Breaking News

Apakah Pemerintah Masih Berdaya Usut Tuntas, Perihal Dugaan Mafia Tanah Kondotel di Ciloto

JAKARTA (31/01) || jurnalismerahputih.com - Semenjak terjadinya konflik antara pemilik unit kondotel di kawasan ciloto puncak jawa barat dengan pengembang , sejak tahun 2017 silam kini semakin memperburuk investasi tersebut setelah di lakukan pendalaman oleh beberapa pemilik unit diduga ada upaya pengelapan atas tanah bersama dan benda bersama satuan sarusun kondotel tersebut.

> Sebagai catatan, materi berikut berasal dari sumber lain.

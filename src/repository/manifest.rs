//! Channel and package manifest parsing
//!
//! A channel manifest pins a base repository:
//!
//! ```toml
//! [channel]
//! name = "stable"
//!
//! [packages.alsa-lib]
//! version = "1.2.11"
//! out = "/store/alsa-lib-1.2.11"
//! platforms = ["x86_64-linux", "aarch64-linux"]
//!
//! [packages.vulkan-loader.variants.aarch64-darwin]
//! out = "/store/moltenvk-1.2.9"
//! ```

use super::{OutputPaths, PackageDefinition, Repository};
use crate::error::{DevshellError, DevshellResult};
use crate::platform::Platform;
use serde::Deserialize;
use std::collections::BTreeMap;
use std::path::{Path, PathBuf};

/// Parsed channel manifest
#[derive(Debug, Clone, Deserialize)]
#[serde(deny_unknown_fields)]
pub struct ChannelManifest {
    pub channel: ChannelMeta,

    #[serde(default)]
    pub packages: BTreeMap<String, PackageSpec>,
}

/// Channel metadata section
#[derive(Debug, Clone, Deserialize)]
#[serde(deny_unknown_fields)]
pub struct ChannelMeta {
    /// Pinned channel name (e.g. "stable-24.05")
    pub name: String,

    #[serde(default)]
    pub description: String,
}

/// One `[packages.<name>]` table
///
/// Every field is optional so overlays can patch only what they change.
#[derive(Debug, Clone, Default, Deserialize)]
#[serde(deny_unknown_fields)]
pub struct PackageSpec {
    /// Start from this package's definition in the input repository
    pub inherit: Option<String>,

    pub version: Option<String>,
    pub description: Option<String>,

    /// Store prefix of the default outputs
    pub out: Option<PathBuf>,
    pub lib: Option<PathBuf>,
    pub bin: Option<PathBuf>,

    /// Platforms the default outputs apply to
    pub platforms: Option<Vec<Platform>>,

    #[serde(default)]
    pub variants: BTreeMap<Platform, OutputPaths>,
}

impl PackageSpec {
    /// Build a definition, patching `base` when one is given
    pub fn to_definition(&self, base: Option<&PackageDefinition>) -> Result<PackageDefinition, String> {
        let mut def = base.cloned().unwrap_or_default();

        if let Some(ref version) = self.version {
            def.version = Some(version.clone());
        }
        if let Some(ref description) = self.description {
            def.description = Some(description.clone());
        }

        match (&self.out, def.outputs.as_mut()) {
            (Some(out), _) => {
                def.outputs = Some(OutputPaths {
                    out: out.clone(),
                    lib: self.lib.clone(),
                    bin: self.bin.clone(),
                });
            }
            (None, Some(outputs)) => {
                if self.lib.is_some() {
                    outputs.lib = self.lib.clone();
                }
                if self.bin.is_some() {
                    outputs.bin = self.bin.clone();
                }
            }
            (None, None) if self.lib.is_some() || self.bin.is_some() => {
                return Err("'lib' and 'bin' require 'out'".to_string());
            }
            (None, None) => {}
        }

        if let Some(ref platforms) = self.platforms {
            def.platforms = Some(platforms.iter().cloned().collect());
        }
        def.variants
            .extend(self.variants.iter().map(|(p, o)| (p.clone(), o.clone())));

        if def.outputs.is_none() && def.variants.is_empty() {
            return Err("package defines neither 'out' nor any variant".to_string());
        }

        Ok(def)
    }
}

impl ChannelManifest {
    /// Parse a channel manifest from a TOML file on disk
    pub async fn from_file(path: &Path) -> DevshellResult<Self> {
        let content = tokio::fs::read_to_string(path)
            .await
            .map_err(|e| DevshellError::io(format!("reading channel {}", path.display()), e))?;
        Self::parse_at(&content, path)
    }

    /// Parse a manifest from a TOML string (for embedded built-in channels)
    pub fn parse(content: &str) -> DevshellResult<Self> {
        Self::parse_at(content, Path::new("channel.toml"))
    }

    fn parse_at(content: &str, path: &Path) -> DevshellResult<Self> {
        toml::from_str(content).map_err(|e| DevshellError::ManifestInvalid {
            path: path.to_path_buf(),
            reason: e.to_string(),
        })
    }

    /// Build the base repository this channel pins
    pub fn into_repository(self) -> DevshellResult<Repository> {
        let mut repo = Repository::new(self.channel.name.clone());

        for (name, spec) in &self.packages {
            if spec.inherit.is_some() {
                return Err(DevshellError::ManifestInvalid {
                    path: format!("channel {}", self.channel.name).into(),
                    reason: format!("package '{}': 'inherit' is only valid in overlays", name),
                });
            }
            let def = spec
                .to_definition(None)
                .map_err(|reason| DevshellError::ManifestInvalid {
                    path: format!("channel {}", self.channel.name).into(),
                    reason: format!("package '{}': {}", name, reason),
                })?;
            repo = repo.with_package(name.clone(), def);
        }

        Ok(repo)
    }
}
//! CLI argument definitions using clap derive

use clap::{ArgAction, Parser, Subcommand, ValueEnum};
use std::path::PathBuf;

/// devshell - reproducible native development shells
///
/// Layers overlays on a pinned package channel, resolves the declared
/// build and runtime inputs for the target platform, and prints the
/// resulting environment for your shell to evaluate.
#[derive(Parser, Debug)]
#[command(name = "devshell")]
#[command(author, version, about, long_about = None)]
#[command(propagate_version = true)]
pub struct Cli {
    /// Subcommand to execute
    #[command(subcommand)]
    pub command: Commands,

    /// Increase verbosity (-v info, -vv debug)
    #[arg(short, long, global = true, action = ArgAction::Count)]
    pub verbose: u8,

    /// Configuration file path
    #[arg(short, long, global = true, env = "DEVSHELL_CONFIG")]
    pub config: Option<PathBuf>,

    /// Target platform (e.g. x86_64-linux); defaults to the host
    #[arg(long, global = true, env = "DEVSHELL_SYSTEM")]
    pub system: Option<String>,

    /// Skip local devshell.toml discovery
    #[arg(long, global = true)]
    pub no_local: bool,
}

/// Available commands
#[derive(Subcommand, Debug)]
pub enum Commands {
    /// Print the shell environment (eval "$(devshell env)")
    Env(EnvArgs),

    /// Show the materialized package set
    Show(ShowArgs),

    /// Check that every declared dependency resolves
    Check,

    /// List available overlays
    Overlays,

    /// Create a devshell.toml in the current directory
    Init(InitArgs),

    /// Show configuration
    Config(ConfigArgs),
}

/// Arguments for the env command
#[derive(Parser, Debug)]
pub struct EnvArgs {
    /// Shell dialect (defaults to the config, then $SHELL)
    #[arg(short, long)]
    pub shell: Option<ShellKind>,

    /// Print the environment as JSON instead of a script
    #[arg(long, conflicts_with = "shell")]
    pub json: bool,
}

/// Shell dialects accepted on the command line
#[derive(Debug, Clone, Copy, PartialEq, Eq, ValueEnum)]
pub enum ShellKind {
    Bash,
    Zsh,
    Fish,
    #[value(alias = "pwsh")]
    Powershell,
    Sh,
}

/// Arguments for the show command
#[derive(Parser, Debug)]
pub struct ShowArgs {
    /// Show every package available on the platform, not just declared ones
    #[arg(short, long)]
    pub all: bool,

    /// Output format
    #[arg(short, long, default_value = "table")]
    pub format: OutputFormat,
}

/// Arguments for the init command
#[derive(Parser, Debug)]
pub struct InitArgs {
    /// Overwrite existing devshell.toml
    #[arg(short, long)]
    pub force: bool,

    /// Target directory (defaults to current directory)
    #[arg(short, long)]
    pub path: Option<PathBuf>,
}

/// Arguments for the config command
#[derive(Parser, Debug)]
pub struct ConfigArgs {
    /// Subcommand for config
    #[command(subcommand)]
    pub action: Option<ConfigAction>,
}

/// Config subcommands
#[derive(Subcommand, Debug)]
pub enum ConfigAction {
    /// Show the effective configuration
    Show,

    /// Show configuration file path
    Path,
}

/// Output format for show command
#[derive(Debug, Clone, Copy, ValueEnum)]
pub enum OutputFormat {
    /// Human-readable table
    Table,
    /// JSON output
    Json,
    /// Simple text (one per line)
    Plain,
}

#[cfg(test)]
mod tests {
    use super::*;

    #[test]
    fn cli_parses_env() {
        let cli = Cli::parse_from(["devshell", "env", "--shell", "fish"]);
        match cli.command {
            Commands::Env(args) => {
                assert_eq!(args.shell, Some(ShellKind::Fish));
                assert!(!args.json);
            }
            _ => panic!("expected Env command"),
        }
    }

    #[test]
    fn cli_env_json_conflicts_with_shell() {
        let result = Cli::try_parse_from(["devshell", "env", "--json", "--shell", "bash"]);
        assert!(result.is_err());
    }

    #[test]
    fn cli_parses_pwsh_alias() {
        let cli = Cli::parse_from(["devshell", "env", "-s", "pwsh"]);
        match cli.command {
            Commands::Env(args) => assert_eq!(args.shell, Some(ShellKind::Powershell)),
            _ => panic!("expected Env command"),
        }
    }

    #[test]
    fn cli_parses_show_all_json() {
        let cli = Cli::parse_from(["devshell", "show", "--all", "-f", "json"]);
        match cli.command {
            Commands::Show(args) => {
                assert!(args.all);
                assert!(matches!(args.format, OutputFormat::Json));
            }
            _ => panic!("expected Show command"),
        }
    }

    #[test]
    fn cli_global_system_flag() {
        let cli = Cli::parse_from(["devshell", "check", "--system", "aarch64-darwin"]);
        assert_eq!(cli.system.as_deref(), Some("aarch64-darwin"));
        assert!(matches!(cli.command, Commands::Check));
    }

    #[test]
    fn cli_parses_init_force() {
        let cli = Cli::parse_from(["devshell", "init", "--force"]);
        match cli.command {
            Commands::Init(args) => assert!(args.force),
            _ => panic!("expected Init command"),
        }
    }

    #[test]
    fn cli_no_local_flag() {
        let cli = Cli::parse_from(["devshell", "--no-local", "check"]);
        assert!(cli.no_local);
    }

    #[test]
    fn cli_verbose_levels() {
        let cli = Cli::parse_from(["devshell", "check"]);
        assert_eq!(cli.verbose, 0);

        let cli = Cli::parse_from(["devshell", "-v", "check"]);
        assert_eq!(cli.verbose, 1);

        let cli = Cli::parse_from(["devshell", "-vv", "check"]);
        assert_eq!(cli.verbose, 2);
    }
}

Miris, penulisan luas tanah seluas 14.660 m2 dalam Sertifikat Hak Milik Satuan Rumah Susun (SHMSRS), apabila ditelaah faktanya di lapangan tidak sama dengan Izin Mendirikan Bangunan (IMB) seluas 42.760 m2, ditambah dengan dugaan penggelapan dan pemalsuan SHMSRS atas tanah bersama dan benda bersama, seperti Ballroom, Restaurant, Fitness Room, dan lain lain yang menjadi fasilitas bersama (fasum) kondotel yang telah di Sertifikat-kan oleh pihak Developer.

Beberapa Investor telah membeli sarusun Kondotel dibilangan Ciloto puncak jawa barat pada Tahun 2016 Dengan cara angsuran ke developer selama 2 Tahun dan sudah Lunas dan Menerima SHMSRS pada tahun 2018. 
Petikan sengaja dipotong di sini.